The panel consisted of six experts on the bylaw and its usages, ranging from Concordia student advocates to civil rights lawyers and specialists.

The panel featured CSU Legal Clinic Coordinator Walter Chi Yan Tom, Quebec Public Interest Group at Concordia working groups and programming director Jaggi Singh, Ligue des droits et libertés president Dominique Peschard, class action lawyer for students Marc Chetrit and executive director of the Center for Research-Action on Race Relations Fo Niemi, along with Nelson.

Throughout the discussion, panellists emphasized the importance of knowing the bylaw and what it means to students and protesters.

“We see that society is evolving in a way in which more and more people are dissatisfied with,” said Peschard.

“There is more injustice, more inequality, and if we want to combat all these aspects of rights violations we need to be able to protest,” he continued. “I think it’s fundamental to not let ourselves be intimidated and to demand that our rights be respected.”

Niemi added that, within student and protestor groups, there has been a “lack of awareness of their constitutional and civil rights and the determination to stand up for those rights.”

Panellists further suggested that having the courage to stand up for the right to protest must become the norm.

“We have to develop more of an instinct to turn the table around and say that when there’s human rights abuse by authority, we need to promote greater accountability and take legal action where the means are there to challenge,” said Niemi.

The panellists concluded by giving advice and encouraging resistance from students.

Jaggi Singh of Concordia’s Quebec Public Interest Research Group advised to “never share your itinerary with the police if you’re demonstrating.”

“We have that right to demonstrate spontaneously,” he said.

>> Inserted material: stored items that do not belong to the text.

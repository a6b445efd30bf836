use sea_orm_migration::{prelude::*, schema::*, sea_orm::sea_query::extension::postgres::Type};

use super::m20250801_000001_create_users::User;
use super::m20250801_000002_create_parking_spots::ParkingSpot;
use super::m20250801_000003_create_cars::Car;
use super::m20250801_000004_create_drivers::Driver;

#[derive(DeriveMigrationName)]
pub struct Migration;

#[async_trait::async_trait]
impl MigrationTrait for Migration {
    async fn up(&self, manager: &SchemaManager) -> Result<(), DbErr> {
        // Create parked car status enum
        manager
            .create_type(
                Type::create()
                    .as_enum(ParkStatus::Enum)
                    .values([
                        ParkStatus::Parking,
                        ParkStatus::Parked,
                        ParkStatus::Retrieve,
                        ParkStatus::Retrieved,
                    ])
                    .to_owned(),
            )
            .await?;

        manager
            .create_table(
                Table::create()
                    .table(ParkedCar::Table)
                    .if_not_exists()
                    .col(uuid(ParkedCar::Id).primary_key())
                    .col(uuid(ParkedCar::CarId).not_null())
                    .col(uuid(ParkedCar::UserId).not_null())
                    .col(uuid(ParkedCar::ParkingSpotId).not_null())
                    .col(uuid_null(ParkedCar::DriverId))
                    .col(
                        ColumnDef::new(ParkedCar::Status)
                            .custom(ParkStatus::Enum)
                            .not_null(),
                    )
                    .col(string_len(ParkedCar::ParkedPos, 50).not_null())
                    .col(
                        timestamp_with_time_zone(ParkedCar::ParkedAt)
                            .not_null()
                            .default(Expr::current_timestamp()),
                    )
                    .col(timestamp_with_time_zone_null(ParkedCar::RetrievedAt))
                    .col(boolean(ParkedCar::Deleted).not_null().default(false))
                    .col(
                        timestamp_with_time_zone(ParkedCar::CreatedAt)
                            .not_null()
                            .default(Expr::current_timestamp()),
                    )
                    .col(
                        timestamp_with_time_zone(ParkedCar::UpdatedAt)
                            .not_null()
                            .default(Expr::current_timestamp()),
                    )
                    .foreign_key(
                        ForeignKey::create()
                            .name("fk_parked_car_car")
                            .from(ParkedCar::Table, ParkedCar::CarId)
                            .to(Car::Table, Car::Id)
                            .on_delete(ForeignKeyAction::Cascade),
                    )
                    .foreign_key(
                        ForeignKey::create()
                            .name("fk_parked_car_user")
                            .from(ParkedCar::Table, ParkedCar::UserId)
                            .to(User::Table, User::Id)
                            .on_delete(ForeignKeyAction::Cascade),
                    )
                    .foreign_key(
                        ForeignKey::create()
                            .name("fk_parked_car_parking_spot")
                            .from(ParkedCar::Table, ParkedCar::ParkingSpotId)
                            .to(ParkingSpot::Table, ParkingSpot::Id)
                            .on_delete(ForeignKeyAction::Cascade),
                    )
                    .foreign_key(
                        ForeignKey::create()
                            .name("fk_parked_car_driver")
                            .from(ParkedCar::Table, ParkedCar::DriverId)
                            .to(Driver::Table, Driver::Id)
                            .on_delete(ForeignKeyAction::SetNull),
                    )
                    .to_owned(),
            )
            .await
    }

    async fn down(&self, manager: &SchemaManager) -> Result<(), DbErr> {
        manager
            .drop_table(Table::drop().table(ParkedCar::Table).to_owned())
            .await?;

        manager
            .drop_type(Type::drop().name(ParkStatus::Enum).to_owned())
            .await
    }
}

#[derive(DeriveIden)]
pub enum ParkedCar {
    Table,
    Id,
    CarId,
    UserId,
    ParkingSpotId,
    DriverId,
    Status,
    ParkedPos,
    ParkedAt,
    RetrievedAt,
    Deleted,
    CreatedAt,
    UpdatedAt,
}

#[derive(DeriveIden)]
pub enum ParkStatus {
    #[sea_orm(iden = "park_status")]
    Enum,
    #[sea_orm(iden = "PARKING")]
    Parking,
    #[sea_orm(iden = "PARKED")]
    Parked,
    #[sea_orm(iden = "RETRIEVE")]
    Retrieve,
    #[sea_orm(iden = "RETRIEVED")]
    Retrieved,
}
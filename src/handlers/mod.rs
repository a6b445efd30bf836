pub mod auth;
pub mod customer;
pub mod driver;
pub mod manager;
pub mod superadmin;
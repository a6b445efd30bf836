use sea_orm_migration::{prelude::*, schema::*};

use super::m20250801_000001_create_users::User;

#[derive(DeriveMigrationName)]
pub struct Migration;

#[async_trait::async_trait]
impl MigrationTrait for Migration {
    async fn up(&self, manager: &SchemaManager) -> Result<(), DbErr> {
        manager
            .create_table(
                Table::create()
                    .table(Car::Table)
                    .if_not_exists()
                    .col(uuid(Car::Id).primary_key())
                    .col(uuid(Car::UserId).not_null())
                    .col(string_len(Car::Brand, 100).not_null())
                    .col(string_len(Car::Model, 100).not_null())
                    .col(string_len(Car::LicensePlate, 20).not_null())
                    .col(boolean(Car::Deleted).not_null().default(false))
                    .col(
                        timestamp_with_time_zone(Car::CreatedAt)
                            .not_null()
                            .default(Expr::current_timestamp()),
                    )
                    .col(
                        timestamp_with_time_zone(Car::UpdatedAt)
                            .not_null()
                            .default(Expr::current_timestamp()),
                    )
                    .foreign_key(
                        ForeignKey::create()
                            .name("fk_car_user")
                            .from(Car::Table, Car::UserId)
                            .to(User::Table, User::Id)
                            .on_delete(ForeignKeyAction::Cascade),
                    )
                    .to_owned(),
            )
            .await
    }

    async fn down(&self, manager: &SchemaManager) -> Result<(), DbErr> {
        manager
            .drop_table(Table::drop().table(Car::Table).to_owned())
            .await
    }
}

#[derive(DeriveIden)]
pub enum Car {
    Table,
    Id,
    UserId,
    Brand,
    Model,
    LicensePlate,
    Deleted,
    CreatedAt,
    UpdatedAt,
}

“Often we get this view that if you have nothing to hide, if you’re safe and peaceful, then you should just say so.”

Singh says that shouldn’t be the case.

“I actually think we need to reclaim the idea of privacy and private lives,” he said. “Not because we have something to hide that we don’t want to [reveal], but because we have that right to engage our society and our world and keep information to ourselves.”

CSU VP External Caroline Bourbonnière, who organized the panel, said she felt that the discussion had been well done and relevant, and ended by telling attendees that the CSU “took a strong stance” against the bylaw last year and plans to work closely with Singh and Nelson to determine their position this year.

Panellists stressed holding a vote on P-6 and challenging it, but Nelson admitted that she has less faith in the system.

“The solution to this problem isn’t going to be found on a ballot through another electoral party, but instead in the streets with solidarity in our communities,” she said.